Collected data entries:
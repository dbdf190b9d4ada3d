// urlwarden-core/tests/reconstruct.rs
// ============================================================================
// Module: URL Reconstructor Tests
// Description: Tests for fragment-to-URL reconstruction.
// ============================================================================
//! ## Overview
//! Validates scheme defaulting, fragment splitting, and query appending.

use urlwarden_core::runtime::reconstruct::ReconstructError;
use urlwarden_core::runtime::reconstruct::reconstruct_url;

// ============================================================================
// SECTION: Scheme Handling
// ============================================================================

#[test]
fn test_fragment_without_scheme_defaults_to_http() {
    let url = reconstruct_url("example.com/path", None);
    assert_eq!(url, Ok("http://example.com/path".to_string()));
}

#[test]
fn test_fragment_with_http_scheme_used_verbatim() {
    let url = reconstruct_url("http://example.com/path", None);
    assert_eq!(url, Ok("http://example.com/path".to_string()));
}

#[test]
fn test_fragment_with_https_scheme_used_verbatim() {
    let url = reconstruct_url("https://example.com/path", None);
    assert_eq!(url, Ok("https://example.com/path".to_string()));
}

// ============================================================================
// SECTION: Fragment Splitting
// ============================================================================

#[test]
fn test_hostname_only_fragment() {
    let url = reconstruct_url("example.com", None);
    assert_eq!(url, Ok("http://example.com".to_string()));
}

#[test]
fn test_hostname_with_trailing_slash_drops_empty_remainder() {
    let url = reconstruct_url("example.com/", None);
    assert_eq!(url, Ok("http://example.com".to_string()));
}

#[test]
fn test_hostname_with_port_and_path() {
    let url = reconstruct_url("example.com:8080/api/v1/users", None);
    assert_eq!(url, Ok("http://example.com:8080/api/v1/users".to_string()));
}

#[test]
fn test_empty_fragment_is_malformed() {
    assert_eq!(reconstruct_url("", None), Err(ReconstructError::EmptyFragment));
}

// ============================================================================
// SECTION: Query Appending
// ============================================================================

#[test]
fn test_query_string_appended_with_separator() {
    let url = reconstruct_url("example.com/search", Some("q=test"));
    assert_eq!(url, Ok("http://example.com/search?q=test".to_string()));
}

#[test]
fn test_empty_query_string_not_appended() {
    let url = reconstruct_url("example.com/search", Some(""));
    assert_eq!(url, Ok("http://example.com/search".to_string()));
}

#[test]
fn test_query_appended_to_embedded_scheme_fragment() {
    let url = reconstruct_url("https://example.com/search", Some("q=test"));
    assert_eq!(url, Ok("https://example.com/search?q=test".to_string()));
}
// urlwarden-core/src/runtime/precheck.rs
// ============================================================================
// Module: Evasion Pre-Check
// Description: Raw-string scan for path traversal sequences.
// Purpose: Catch traversal payloads before decoding can normalize them away.
// Dependencies: none
// ============================================================================

//! ## Overview
//! Standard path normalization collapses `../` segments before signature
//! matching ever sees them. This scan therefore runs on the raw
//! reconstructed URL, and runs again on the decoded URL so traversal
//! surfaced by one decoding pass (`..%2F` becoming `../`) is caught at
//! every encoding depth.

// ============================================================================
// SECTION: Traversal Scan
// ============================================================================

/// Returns the first traversal sequence found in the given URL string.
///
/// Scans literally for `../` and `..\`, and case-insensitively for the
/// percent-encoded form `%2e%2e`.
#[must_use]
pub fn find_traversal(url: &str) -> Option<&'static str> {
    if url.contains("../") {
        return Some("../");
    }
    if url.contains("..\\") {
        return Some("..\\");
    }
    if url.to_ascii_lowercase().contains("%2e%2e") {
        return Some("%2e%2e");
    }
    None
}
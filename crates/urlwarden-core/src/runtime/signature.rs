// urlwarden-core/src/runtime/signature.rs
// ============================================================================
// Module: Signature Matcher
// Description: First-hit substring scan over signature records.
// Purpose: Detect known-malicious patterns in the decoded path and query.
// Dependencies: crate::core
// ============================================================================

//! ## Overview
//! Matching is a case-insensitive substring containment test, intentionally
//! not regex, so cost stays linear and bounded by store size. Records are
//! scanned in store order and only the first hit is ever reported.

// ============================================================================
// SECTION: Imports
// ============================================================================

use crate::core::records::SignatureRecord;
use crate::core::verdict::SignatureCheckSummary;

// ============================================================================
// SECTION: Matching
// ============================================================================

/// Returns the first record whose pattern occurs in the target.
///
/// The target is the decoded path+query; comparison lowercases both sides.
#[must_use]
pub fn first_match(records: &[SignatureRecord], target: &str) -> Option<SignatureRecord> {
    let haystack = target.to_ascii_lowercase();
    records
        .iter()
        .find(|record| haystack.contains(&record.pattern.to_ascii_lowercase()))
        .cloned()
}

// ============================================================================
// SECTION: Summaries
// ============================================================================

/// Builds the check summary for a completed signature scan.
#[must_use]
pub fn summarize_match(hit: Option<&SignatureRecord>) -> SignatureCheckSummary {
    match hit {
        Some(record) => SignatureCheckSummary {
            checked: true,
            found: true,
            pattern: Some(record.pattern.clone()),
            threat_type: Some(record.threat_type),
            description: Some(record.description.clone()),
        },
        None => SignatureCheckSummary {
            checked: true,
            found: false,
            pattern: None,
            threat_type: None,
            description: None,
        },
    }
}

/// Builds the check summary for a skipped signature scan.
#[must_use]
pub const fn skipped_signatures() -> SignatureCheckSummary {
    SignatureCheckSummary {
        checked: false,
        found: false,
        pattern: None,
        threat_type: None,
        description: None,
    }
}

Exercise goal: Could you set down every line above exactly as written?

Problem solution:
repository dbdf190b9d4ada3d
// urlwarden-core/tests/reconstruct.rs
// ============================================================================
// Module: URL Reconstructor Tests
// Description: Tests for fragment-to-URL reconstruction.
// ============================================================================
//! ## Overview
//! Validates scheme defaulting, fragment splitting, and query appending.

use urlwarden_core::runtime::reconstruct::ReconstructError;
use urlwarden_core::runtime::reconstruct::reconstruct_url;

// ============================================================================
// SECTION: Scheme Handling
// ============================================================================

#[test]
fn test_fragment_without_scheme_defaults_to_http() {
    let url = reconstruct_url("example.com/path", None);
    assert_eq!(url, Ok("http://example.com/path".to_string()));
}

#[test]
fn test_fragment_with_http_scheme_used_verbatim() {
    let url = reconstruct_url("http://example.com/path", None);
    assert_eq!(url, Ok("http://example.com/path".to_string()));
}

#[test]
fn test_fragment_with_https_scheme_used_verbatim() {
    let url = reconstruct_url("https://example.com/path", None);
    assert_eq!(url, Ok("https://example.com/path".to_string()));
}

// ============================================================================
// SECTION: Fragment Splitting
// ============================================================================

#[test]
fn test_hostname_only_fragment() {
    let url = reconstruct_url("example.com", None);
    assert_eq!(url, Ok("http://example.com".to_string()));
}

#[test]
fn test_hostname_with_trailing_slash_drops_empty_remainder() {
    let url = reconstruct_url("example.com/", None);
    assert_eq!(url, Ok("http://example.com".to_string()));
}

#[test]
fn test_hostname_with_port_and_path() {
    let url = reconstruct_url("example.com:8080/api/v1/users", None);
    assert_eq!(url, Ok("http://example.com:8080/api/v1/users".to_string()));
}

#[test]
fn test_empty_fragment_is_malformed() {
    assert_eq!(reconstruct_url("", None), Err(ReconstructError::EmptyFragment));
}

// ============================================================================
// SECTION: Query Appending
// ============================================================================

#[test]
fn test_query_string_appended_with_separator() {
    let url = reconstruct_url("example.com/search", Some("q=test"));
    assert_eq!(url, Ok("http://example.com/search?q=test".to_string()));
}

#[test]
fn test_empty_query_string_not_appended() {
    let url = reconstruct_url("example.com/search", Some(""));
    assert_eq!(url, Ok("http://example.com/search".to_string()));
}

#[test]
fn test_query_appended_to_embedded_scheme_fragment() {
    let url = reconstruct_url("https://example.com/search", Some("q=test"));
    assert_eq!(url, Ok("https://example.com/search?q=test".to_string()));
}
// urlwarden-core/src/runtime/precheck.rs
// ============================================================================
// Module: Evasion Pre-Check
// Description: Raw-string scan for path traversal sequences.
// Purpose: Catch traversal payloads before decoding can normalize them away.
// Dependencies: none
// ============================================================================

//! ## Overview
//! Standard path normalization collapses `../` segments before signature
//! matching ever sees them. This scan therefore runs on the raw
//! reconstructed URL, and runs again on the decoded URL so traversal
//! surfaced by one decoding pass (`..%2F` becoming `../`) is caught at
//! every encoding depth.

// ============================================================================
// SECTION: Traversal Scan
// ============================================================================

/// Returns the first traversal sequence found in the given URL string.
///
/// Scans literally for `../` and `..\`, and case-insensitively for the
/// percent-encoded form `%2e%2e`.
#[must_use]
pub fn find_traversal(url: &str) -> Option<&'static str> {
    if url.contains("../") {
        return Some("../");
    }
    if url.contains("..\\") {
        return Some("..\\");
    }
    if url.to_ascii_lowercase().contains("%2e%2e") {
        return Some("%2e%2e");
    }
    None
}
filename crates/urlwarden-core/src/runtime/signature.rs
// urlwarden-core/src/runtime/signature.rs
// ============================================================================
// Module: Signature Matcher
// Description: First-hit substring scan over signature records.
// Purpose: Detect known-malicious patterns in the decoded path and query.
// Dependencies: crate::core
// ============================================================================

//! ## Overview
//! Matching is a case-insensitive substring containment test, intentionally
//! not regex, so cost stays linear and bounded by store size. Records are
//! scanned in store order and only the first hit is ever reported.

// ============================================================================
// SECTION: Imports
// ============================================================================

use crate::core::records::SignatureRecord;
use crate::core::verdict::SignatureCheckSummary;

// ============================================================================
// SECTION: Matching
// ============================================================================

/// Returns the first record whose pattern occurs in the target.
///
/// The target is the decoded path+query; comparison lowercases both sides.
#[must_use]
pub fn first_match(records: &[SignatureRecord], target: &str) -> Option<SignatureRecord> {
    let haystack = target.to_ascii_lowercase();
    records
        .iter()
        .find(|record| haystack.contains(&record.pattern.to_ascii_lowercase()))
        .cloned()
}

// ============================================================================
// SECTION: Summaries
// ============================================================================

/// Builds the check summary for a completed signature scan.
#[must_use]
pub fn summarize_match(hit: Option<&SignatureRecord>) -> SignatureCheckSummary {
    match hit {
        Some(record) => SignatureCheckSummary {
            checked: true,
            found: true,
            pattern: Some(record.pattern.clone()),
            threat_type: Some(record.threat_type),
            description: Some(record.description.clone()),
        },
        None => SignatureCheckSummary {
            checked: true,
            found: false,
            pattern: None,
            threat_type: None,
            description: None,
        },
    }
}

/// Builds the check summary for a skipped signature scan.
#[must_use]
pub const fn skipped_signatures() -> SignatureCheckSummary {
    SignatureCheckSummary {
        checked: false,
        found: false,
        pattern: None,
        threat_type: None,
        description: None,
    }
}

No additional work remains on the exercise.